En definitiva, aunque la voluntad del Diablo fuera el
exterminio total de los judíos, ¡hombre! digo yo que alguno sí tuvo
que quedar. Y como parece ser que al otro día Jerusalén entera se
hartó de llorar no miento diciendo que alguno sí que quedó.
Luego,
repensándolo con más claridad y tiempo, el Asmoneo no logró encontrar
la salida del laberinto en que en su cólera se había metido. Sucedió
todo tan rápido. ¡Si al menos hubiera olido el guiso que a sus espaldas
se estuvo cociendo! De todas formas tampoco
mostró signo alguno de arrepentimiento. Al contrario. “¡Hay que
ver, es una maravilla lo que tarda un cachorro de la especie humana
en criarse y lo poco que tarda en desangrarse!” se dijo.
El
Asmoneo no se cansaba jamás de maravillarse. Después, durante el
entierro en masa de los desgraciados jerusaleños que quedaron atrapados en las redes de su locura insana, el Asmoneo
no paró de mover la cabeza. Nadie sabía si de lástima o porque estaba
echando en falta algún que otro muerto.
Yo creo que el
Asmoneo hacía sus matanzas con la mente del científico en pleno
proyecto de experimentación de una fórmula nueva. “Si mato doscientos
¿qué pasará? ¿Y si le resto uno y le sumo treinta y tantos?” ¡Un
monstruo! Su amor por la investigación no tenía tope. Ora freía
un manojo de niños made in fariseolandia, ora devoraba
un plato de vírgenes en su salsa. Pero sin dejarse llevar por la
pasión, todo muy correcto, muy escrupulosamente, con la objetividad
fría y acerada de un Aristóteles impartiendo Metafísica al aire
libre.
¡Quién dijo que los hombres no pueden llegar a
ser demonios si sabemos que algunos llegaron a ser como los ángeles!
Lo llamaron el Asmoneo -su apodo para la posteridad-
en memoria de un tocayo del infierno, un diablo de la corte del
príncipe de las tinieblas. Igualito que su tocayo maligno Alejandro Janneo sentía por el trono un amor asesino
que le devoraba las entrañas y le transformaba la sangre en fuego.
Fuego en vez de sangre tenía en las venas el Asmoneo.
El fuego le salía por los ojos de lo malo que eran sus pensamientos.
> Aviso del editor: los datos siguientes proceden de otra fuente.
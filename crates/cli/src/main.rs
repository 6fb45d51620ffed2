//! Strata CLI: the main entry point.
//!
//! Commands:
//! - `assemble`: build and print a context window (no model call)
//! - `chat`: run one full turn against the configured provider
//! - `memory`: search stored memories
//! - `config`: show or initialize configuration

use clap::{Parser, Subcommand};
use std::path::PathBuf;

mod commands;

#[derive(Parser)]
#[command(
    name = "strata",
    about = "Strata: layered context assembly for LLM applications",
    version,
    author
)]
struct Cli {
    #[command(subcommand)]
    command: Commands,

    /// Enable verbose logging
    #[arg(short, long, global = true)]
    verbose: bool,

    /// Emit logs as JSON lines
    #[arg(long, global = true)]
    log_json: bool,

    /// Session to act on
    #[arg(long, global = true, env = "STRATA_SESSION", default_value = "cli")]
    session: String,

    /// User that owns the session
    #[arg(long, global = true, env = "STRATA_USER", default_value = "local")]
    user: String,
}

#[derive(Subcommand)]
enum Commands {
    /// Build a context window for a message and print it
    Assemble {
        /// The user message
        #[arg(short, long)]
        message: String,

        /// Attach a text file (repeatable)
        #[arg(short, long = "attach")]
        attach: Vec<PathBuf>,

        /// Override the token budget
        #[arg(short, long)]
        budget: Option<usize>,

        /// Print the full window as JSON
        #[arg(long)]
        json: bool,
    },

    /// Send one message through the full pipeline
    Chat {
        /// The user message
        #[arg(short, long)]
        message: String,

        /// Attach a text file (repeatable)
        #[arg(short, long = "attach")]
        attach: Vec<PathBuf>,
    },

    /// Memory commands
    Memory {
        #[command(subcommand)]
        command: MemoryCommands,
    },

    /// Configuration commands
    Config {
        #[command(subcommand)]
        command: ConfigCommands,
    },
}

#[derive(Subcommand)]
enum MemoryCommands {
    /// Search the user's memories
    Search {
        query: String,

        /// Restrict to one tier: short, medium or long
        #[arg(short, long)]
        tier: Option<String>,

        #[arg(short, long, default_value_t = 10)]
        limit: usize,
    },
}

#[derive(Subcommand)]
enum ConfigCommands {
    /// Print the effective configuration with secrets redacted
    Show,

    /// Write a default config file
    Init {
        /// Overwrite an existing file
        #[arg(long)]
        force: bool,
    },
}

#[tokio::main]
async fn main() -> Result<(), Box<dyn std::error::Error>> {
    let cli = Cli::parse();

    // Initialize tracing
    let filter = if cli.verbose { "debug" } else { "warn" };
    let env_filter = tracing_subscriber::EnvFilter::try_from_default_env()
        .unwrap_or_else(|_| tracing_subscriber::EnvFilter::new(filter));
    if cli.log_json {
        tracing_subscriber::fmt()
            .json()
            .with_env_filter(env_filter)
            .with_writer(std::io::stderr)
            .init();
    } else {
        tracing_subscriber::fmt()
            .with_env_filter(env_filter)
            .with_target(false)
            .with_writer(std::io::stderr)
            .init();
    }

    match cli.command {
        Commands::Assemble {
            message,
            attach,
            budget,
            json,
        } => {
            commands::assemble::run(&cli.user, &cli.session, &message, &attach, budget, json)
                .await?
        }
        Commands::Chat { message, attach } => {
            commands::chat::run(&cli.user, &cli.session, &message, &attach).await?
        }
        Commands::Memory { command } => match command {
            MemoryCommands::Search { query, tier, limit } => {
                commands::memory::search(&cli.user, &query, tier.as_deref(), limit).await?
            }
        },
        Commands::Config { command } => match command {
            ConfigCommands::Show => commands::config_cmd::show()?,
            ConfigCommands::Init { force } => commands::config_cmd::init(force)?,
        },
    }

    Ok(())
}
Quien osaba sostenerle la mirada al Asmoneo veía al Diablo detrás
de las bolillas de sus ojos, dominando su cerebro y desde su cerebro
maquinando toda clase de maldades contra Jerusalén, contra los judíos,
contra los gentiles, contra todo el mundo. Y lo más trágico era
que el Asmoneo no se creía nada.
“Si no existe
Dios cómo va a existir el Diablo” se confesaba con sus hombres el
sumo pontífice de los hebreos. ¡Un Papa ateo! Que el César fuera
sumo pontífice y fuese pagano, ateo y la demás parafernalia, se
admite a trámite. Pero que el Pontífice de los judíos fuera más
ateo que el César, ¿cómo se traga esta bola?
Lo cierto
es que en aquella ocasión el Asmoneo estuvo casi a punto de dejarse
masacrar. Al cabo lo pensó mejor y se dijo “pero qué tonto soy,
un poco más y me creo de verdad que soy el santo padre”.
La
verdad, si la verdad entera hay que contarla, la verdad es que el
humor popular pasó a tal velocidad de la alegría más sana a la demencia
más absoluta que no se pudo hacer nada. Así que, ¿cómo culpar al
Asmoneo de haber luchado por su vida y haberse defendido llevando
al extremo el sagrado derecho a la autodefensa?
¿Y cómo
absolverlo de haber provocado con sus delitos una situación tan
tremenda?
No es fácil hallar al culpable, la cabeza de
turco a la que cargarle aquella monstruosa Matanza. Lo que no iba
a hacer el Asmoneo era echarse las culpas. De tonto no tenía un
pelo.
“Que tiemblan
las piedras del Muro de las Lamentaciones, que tiemblen” se dijo.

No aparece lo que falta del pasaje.